--- DATA SECTION Enclosed Below ---

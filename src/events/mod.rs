mod pointer;
mod wheel;

pub use pointer::wire_orbit_drag;
pub use wheel::wire_wheel_pan;
// Host-side tests for page configuration and hero markup.

#![allow(dead_code)]
mod core {
    pub mod constants {
        include!("../src/core/constants.rs");
    }
    pub mod config {
        include!("../src/core/config.rs");
    }
}

use crate::core::config::*;

#[test]
fn empty_query_gives_defaults() {
    let cfg = AppConfig::from_query("");
    assert_eq!(cfg, AppConfig::default());
    assert!(!cfg.debug_panel);
    assert_eq!(cfg.log_level, log::Level::Info);
    assert_eq!(AppConfig::from_query("?"), cfg);
}

#[test]
fn query_flags_are_parsed() {
    let cfg = AppConfig::from_query("?debug&log=debug&assets=/static/");
    assert!(cfg.debug_panel);
    assert_eq!(cfg.log_level, log::Level::Debug);
    assert_eq!(cfg.asset_base, "/static");
}

#[test]
fn debug_can_be_switched_off_explicitly() {
    assert!(!AppConfig::from_query("debug=0").debug_panel);
    assert!(!AppConfig::from_query("debug=false").debug_panel);
    assert!(AppConfig::from_query("debug=1").debug_panel);
}

#[test]
fn unknown_keys_and_bad_levels_are_ignored() {
    let cfg = AppConfig::from_query("?utm_source=x&log=loud&&foo");
    assert_eq!(cfg, AppConfig::default());
}

#[test]
fn asset_urls_join_cleanly() {
    assert_eq!(asset_url("", "./water.mp3"), "./water.mp3");
    assert_eq!(asset_url("/cdn", "./water.mp3"), "/cdn/water.mp3");
    assert_eq!(asset_url("/cdn/", "/grid.png"), "/cdn/grid.png");
    assert_eq!(
        asset_url("https://example.com/a", "media/pictures/3.png"),
        "https://example.com/a/media/pictures/3.png"
    );
}

#[test]
fn debug_range_only_with_flag() {
    assert_eq!(GalleryParams::default().debug, None);
    let p = GalleryParams::from_config(&AppConfig::from_query("?debug"));
    let range = p.debug.expect("debug range");
    assert_eq!((range.min, range.max), (-10.0, 5.0));
    assert_eq!(range.clamp(-12.0), -10.0);
    assert_eq!(range.clamp(7.0), 5.0);
    assert_eq!(range.clamp(-3.5), -3.5);
}

#[test]
fn gallery_params_list_seven_pictures() {
    let p = GalleryParams::default();
    assert_eq!(p.image_paths.len(), 7);
    assert_eq!(p.image_paths[2], "media/pictures/3.png");
}

#[test]
fn hero_audio_follows_asset_base() {
    assert_eq!(HeroParams::default().audio_src, "./water.mp3");
    let p = HeroParams::from_config(&AppConfig::from_query("assets=/a"));
    assert_eq!(p.audio_src, "/a/water.mp3");
}

#[test]
fn hero_markup_exposes_toggle_and_canvas() {
    let html = hero_markup(&HeroParams::default());
    assert!(html.contains(&format!("class='{}'", HERO_TOGGLE_CLASS)));
    assert!(html.contains(&format!("<canvas class='{}'>", HERO_CANVAS_CLASS)));
    assert!(html.contains("Hi, I'm <span style='color:#915eff'>Jonathan</span>"));
    assert!(html.contains("full stack developer"));
}

#[test]
fn hero_markup_escapes_text() {
    let mut p = HeroParams::default();
    p.name = "<b>Jo & 'Co'</b>".to_string();
    let html = hero_markup(&p);
    assert!(html.contains("&lt;b&gt;Jo &amp; &#39;Co&#39;&lt;/b&gt;"));
    assert!(!html.contains("<b>"));
}
pub mod camera;
pub mod clock;
pub mod config;
pub mod constants;
pub mod geometry;
pub mod lifetime;
pub mod loading;
pub mod orbit;
pub mod pan;
pub mod plane_loop;
pub mod playback;
pub mod post;
pub mod scene;
pub mod viewport;

pub use camera::PerspectiveCamera;
pub use clock::Clock;
pub use config::{AppConfig, DebugRange, GalleryParams, HeroParams, VaporwaveParams};
pub use lifetime::LifetimeToken;
pub use orbit::OrbitControls;
pub use pan::ScrollPan;
pub use plane_loop::{plane_pair, PlanePair};
pub use playback::{PlaybackCommand, TrackHandle, TrackToggle};
pub use post::{PostChain, PostStage};
pub use scene::{Light, Material, MeshId, SceneDesc};
pub use viewport::{Viewport, ViewportHub};

// Shaders bundled as string constants
pub static SCENE_WGSL: &str = include_str!("../../shaders/scene.wgsl");
pub static POST_WGSL: &str = include_str!("../../shaders/post.wgsl");
#![cfg(target_arch = "wasm32")]
use crate::core::AppConfig;
use std::cell::RefCell;
use wasm_bindgen::prelude::*;
use web_sys as web;

mod audio;
mod constants;
mod core;
mod dom;
mod events;
mod frame;
mod gallery;
mod hero;
mod input;
mod mount;
mod overlay;
mod render;
mod resize;
mod vaporwave;

thread_local! {
    static CONFIG: RefCell<AppConfig> = RefCell::new(AppConfig::default());
    // Scenes mounted by `start` live as long as the page
    static PAGE_MOUNTS: RefCell<Vec<PageMount>> = const { RefCell::new(Vec::new()) };
}

enum PageMount {
    Gallery(gallery::Gallery),
    Hero(hero::Hero),
}

fn config() -> AppConfig {
    CONFIG.with(|c| c.borrow().clone())
}

fn js_err(e: anyhow::Error) -> JsValue {
    JsValue::from_str(&format!("{:#}", e))
}

fn read_config() -> AppConfig {
    let search = web::window()
        .and_then(|w| w.location().search().ok())
        .unwrap_or_default();
    AppConfig::from_query(&search)
}

#[wasm_bindgen(start)]
pub fn start() -> Result<(), JsValue> {
    console_error_panic_hook::set_once();
    let cfg = read_config();
    console_log::init_with_level(cfg.log_level).ok();
    log::info!(
        "portfolio-scenes starting (debug_panel={}, assets='{}')",
        cfg.debug_panel,
        cfg.asset_base
    );
    CONFIG.with(|c| *c.borrow_mut() = cfg.clone());

    if let Err(e) = auto_mount(&cfg) {
        log::error!("init error: {:?}", e);
    }
    Ok(())
}

fn auto_mount(cfg: &AppConfig) -> anyhow::Result<()> {
    let document = dom::window_document().ok_or_else(|| anyhow::anyhow!("no document"))?;
    if document
        .query_selector(constants::GALLERY_CANVAS_SELECTOR)
        .ok()
        .flatten()
        .is_some()
    {
        let canvas = dom::query_canvas(&document, constants::GALLERY_CANVAS_SELECTOR)?;
        let g = gallery::mount(canvas, cfg);
        PAGE_MOUNTS.with(|m| m.borrow_mut().push(PageMount::Gallery(g)));
    }
    if let Some(root) = document.get_element_by_id(constants::HERO_ROOT_ID) {
        let h = hero::mount(&root, cfg)?;
        PAGE_MOUNTS.with(|m| m.borrow_mut().push(PageMount::Hero(h)));
    }
    Ok(())
}

/// Handle returned to JS for a scene mounted on demand.
#[wasm_bindgen]
pub struct SceneHandle {
    inner: Option<Mounted>,
}

enum Mounted {
    Gallery(gallery::Gallery),
    Vaporwave(vaporwave::Vaporwave),
    Hero(hero::Hero),
}

#[wasm_bindgen]
impl SceneHandle {
    /// Stop the render loop and release listeners, audio and markup.
    pub fn unmount(&mut self) {
        match self.inner.take() {
            Some(Mounted::Gallery(mut g)) => g.unmount(),
            Some(Mounted::Vaporwave(mut v)) => v.unmount(),
            Some(Mounted::Hero(mut h)) => h.unmount(),
            None => {}
        }
    }

    #[wasm_bindgen(getter)]
    pub fn mounted(&self) -> bool {
        self.inner.is_some()
    }

    /// Whether the hero track is playing; `false` for other scenes.
    #[wasm_bindgen(getter)]
    pub fn playing(&self) -> bool {
        matches!(&self.inner, Some(Mounted::Hero(h)) if h.is_playing())
    }
}

#[wasm_bindgen]
pub fn mount_gallery(selector: &str) -> Result<SceneHandle, JsValue> {
    let document = dom::window_document().ok_or_else(|| JsValue::from_str("no document"))?;
    let canvas = dom::query_canvas(&document, selector).map_err(js_err)?;
    Ok(SceneHandle {
        inner: Some(Mounted::Gallery(gallery::mount(canvas, &config()))),
    })
}

#[wasm_bindgen]
pub fn mount_vaporwave(selector: &str) -> Result<SceneHandle, JsValue> {
    let document = dom::window_document().ok_or_else(|| JsValue::from_str("no document"))?;
    let canvas = dom::query_canvas(&document, selector).map_err(js_err)?;
    let vaporwave = vaporwave::mount(canvas, &config()).map_err(js_err)?;
    Ok(SceneHandle {
        inner: Some(Mounted::Vaporwave(vaporwave)),
    })
}

#[wasm_bindgen]
pub fn mount_hero(container_id: &str) -> Result<SceneHandle, JsValue> {
    let document = dom::window_document().ok_or_else(|| JsValue::from_str("no document"))?;
    let root = document
        .get_element_by_id(container_id)
        .ok_or_else(|| JsValue::from_str(&format!("missing #{}", container_id)))?;
    let hero = hero::mount(&root, &config()).map_err(js_err)?;
    Ok(SceneHandle {
        inner: Some(Mounted::Hero(hero)),
    })
}
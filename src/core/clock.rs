use instant::Instant;

/// Wall clock started when a scene mounts.
#[derive(Clone, Copy, Debug)]
pub struct Clock {
    start: Instant,
}

impl Clock {
    pub fn new() -> Self {
        Self {
            start: Instant::now(),
        }
    }

    /// Seconds since the clock was created.
    #[inline]
    pub fn elapsed_sec(&self) -> f64 {
        self.start.elapsed().as_secs_f64()
    }
}

impl Default for Clock {
    fn default() -> Self {
        Self::new()
    }
}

--- End of Enclosed DATA SECTION ---

◆ WHAT YOU WILL DO: A word-for-word copy of the lines above from the one with "pub fn mount_vaporwave(selector: &str)" through the one with "pub fn mount_hero(container_id: &str)", inclusive, is the only output wanted.

◆ RESPONSE TO THE EXERCISE:
pub fn mount_vaporwave(selector: &str) -> Result<SceneHandle, JsValue> {
    let document = dom::window_document().ok_or_else(|| JsValue::from_str("no document"))?;
    let canvas = dom::query_canvas(&document, selector).map_err(js_err)?;
    let vaporwave = vaporwave::mount(canvas, &config()).map_err(js_err)?;
    Ok(SceneHandle {
        inner: Some(Mounted::Vaporwave(vaporwave)),
    })
}

#[wasm_bindgen]
pub fn mount_hero(container_id: &str) -> Result<SceneHandle, JsValue> {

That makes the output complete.